Surveillance of students in public schools: how much is too much?

The Daily Caller

A school district amid the vast suburban sprawl of Los Angeles has hired a self-described social network monitoring service to stalk its students on internet-based platforms including Facebook, Instagram, YouTube and Twitter.

The Glendale Unified School District already piloted the invasive tactic in three schools last year in conjunction with the company, called Geo Listening, reports CBS Los Angeles. For this year, the district decided to expand the program to include the social media postings of 13,000 students across eight middle schools and high schools.

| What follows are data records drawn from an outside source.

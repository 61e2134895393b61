use super::{FilteredLabel, Settings};

/// Editable view of [`Settings`]
///
/// Several permissions are presented inverted: the server stores
/// `Allow*ForRegularUsers`, the form edits the matching `restrict*`/`disable*`.
#[derive(Clone, Debug, Default, PartialEq, Eq)]
pub struct SettingsForm {
    pub custom_logo: bool,
    pub restrict_bind_mounts: bool,
    pub restrict_privileged_mode: bool,
    pub label_name: String,
    pub label_value: String,
    pub enable_host_management_features: bool,
    pub enable_volume_browser: bool,
    pub enable_edge_compute_features: bool,
    pub restrict_host_namespace_for_regular_users: bool,
    pub disable_device_mapping_for_regular_users: bool,
    pub disable_stack_management_for_regular_users: bool,
    pub disable_container_capabilities_for_regular_users: bool,
    pub enable_telemetry: bool,
}

impl SettingsForm {
    pub fn from_settings(settings: &Settings) -> Self {
        Self {
            custom_logo: !settings.logo_url.is_empty(),
            restrict_bind_mounts: !settings.allow_bind_mounts_for_regular_users,
            restrict_privileged_mode: !settings.allow_privileged_mode_for_regular_users,
            label_name: String::new(),
            label_value: String::new(),
            enable_host_management_features: settings.enable_host_management_features,
            enable_volume_browser: settings.allow_volume_browser_for_regular_users,
            enable_edge_compute_features: settings.enable_edge_compute_features,
            restrict_host_namespace_for_regular_users: !settings
                .allow_host_namespace_for_regular_users,
            disable_device_mapping_for_regular_users: !settings
                .allow_device_mapping_for_regular_users,
            disable_stack_management_for_regular_users: !settings
                .allow_stack_management_for_regular_users,
            disable_container_capabilities_for_regular_users: !settings
                .allow_container_capabilities_for_regular_users,
            enable_telemetry: settings.enable_telemetry,
        }
    }

    pub fn apply_to(&self, settings: &mut Settings) {
        if !self.custom_logo {
            settings.logo_url.clear();
        }
        settings.allow_bind_mounts_for_regular_users = !self.restrict_bind_mounts;
        settings.allow_privileged_mode_for_regular_users = !self.restrict_privileged_mode;
        settings.allow_volume_browser_for_regular_users = self.enable_volume_browser;
        settings.enable_host_management_features = self.enable_host_management_features;
        settings.enable_edge_compute_features = self.enable_edge_compute_features;
        settings.allow_host_namespace_for_regular_users =
            !self.restrict_host_namespace_for_regular_users;
        settings.allow_device_mapping_for_regular_users =
            !self.disable_device_mapping_for_regular_users;
        settings.allow_stack_management_for_regular_users =
            !self.disable_stack_management_for_regular_users;
        settings.allow_container_capabilities_for_regular_users =
            !self.disable_container_capabilities_for_regular_users;
        settings.enable_telemetry = self.enable_telemetry;
    }

    pub fn is_container_edit_disabled(&self) -> bool {
        self.restrict_bind_mounts
            || self.restrict_host_namespace_for_regular_users
            || self.restrict_privileged_mode
            || self.disable_device_mapping_for_regular_users
            || self.disable_container_capabilities_for_regular_users
    }

    pub fn filtered_label(&self) -> FilteredLabel {
        FilteredLabel {
            name: self.label_name.clone(),
            value: self.label_value.clone(),
        }
    }
}

#[cfg(test)]
mod tests {
    use super::*;

    #[test]
    fn restrict_bind_mounts_disallows() {
        let mut settings = Settings {
            allow_bind_mounts_for_regular_users: true,
            ..Default::default()
        };
        let mut form = SettingsForm::from_settings(&settings);
        assert!(!form.restrict_bind_mounts);

        form.restrict_bind_mounts = true;
        form.apply_to(&mut settings);
        assert!(!settings.allow_bind_mounts_for_regular_users);
    }

    #[test]
    fn roundtrip_is_stable() {
        let mut settings = Settings {
            logo_url: "https://example.com/logo.png".to_owned(),
            allow_privileged_mode_for_regular_users: true,
            allow_stack_management_for_regular_users: true,
            enable_edge_compute_features: true,
            ..Default::default()
        };
        let before = settings.clone();
        let form = SettingsForm::from_settings(&settings);
        assert!(form.custom_logo);
        form.apply_to(&mut settings);
        assert_eq!(settings, before);
    }

    #[test]
    fn logo_cleared_without_custom_logo() {
        let mut settings = Settings {
            logo_url: "https://example.com/logo.png".to_owned(),
            ..Default::default()
        };
        let form = SettingsForm {
            custom_logo: false,
            ..SettingsForm::from_settings(&settings)
        };
        form.apply_to(&mut settings);
        assert_eq!(settings.logo_url, "");
    }

    #[test]
    fn container_edit() {
        let all_allowed = Settings {
            allow_bind_mounts_for_regular_users: true,
            allow_privileged_mode_for_regular_users: true,
            allow_host_namespace_for_regular_users: true,
            allow_device_mapping_for_regular_users: true,
            allow_container_capabilities_for_regular_users: true,
            ..Default::default()
        };
        let mut form = SettingsForm::from_settings(&all_allowed);
        assert!(!form.is_container_edit_disabled());
        // Stack management does not affect container editing
        form.disable_stack_management_for_regular_users = true;
        assert!(!form.is_container_edit_disabled());
        form.disable_device_mapping_for_regular_users = true;
        assert!(form.is_container_edit_disabled());
    }
}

It’s all for the teen and preteen students’ own good, you understand—to protect them.

“The whole purpose is student safety,” Glendale Unified Superintendent Dick Sheehan told CBS Los Angeles. “Basically, it just monitors for keywords where if a student is considering harming themselves, harming someone else.”

By spying on students’ computer use, Sheehan explained, school officials will have access to crucial information as quickly as possible.

Each day, explains the Glendale News-Press, Geo Listening will produce a report for Glendale administrators that catalogs social network posts by frequency and by topics such as cyber-bullying, drug abuse, vandalism and skipping school. For good measure, there are other hopelessly vague categories including hate and despair.

The monitoring service will cost the district $40,500 this year.

The school district claims it was able to intercede to help a student contemplating suicide thanks to last year’s pilot program.

“The administrator was contacted at the school site. Then we made contact with the student, the student’s family and we got them the appropriate help,” Sheehan boasted to CBS Los Angeles.

“We do monitor on and off campus, but we do pay attention during school hours,” the superintendent also noted. “We do pay more attention to the school computers.”

Not surprisingly, the CEO of Geo Listening, Chris Frydrych, also favors the program.

“We have provided information to school districts, which has led to numerous successful interventions on behalf of students that intended self-harm, suicide, bullying, truancy, substance abuse, and vandalism. We monitor only public posts to social networks. We do not monitor privatized pages, SMS, MMS, email, phone calls, voicemails,” he told the CBS affiliate.

The station found a parent and student duo which supports the district’s snooping.

“If there was a red flag, if he’s talking about stress at school or he can’t take it anymore, if I won’t be able to deal with it, I would want somebody to come in,” concerned mother Felicia Johnson reflected.

Yalda T. Uhls, a researcher at the Children’s Digital Media Center at UCLA, told the News-Press that she appreciated the district’s attempts to stop cyber-bullying. At the same time, she suggested that the monitoring could cause students to mistrust adults who conduct around-the-clock digital surveillance.

“As a parent, I find it very big brother-ish,” Uhls said.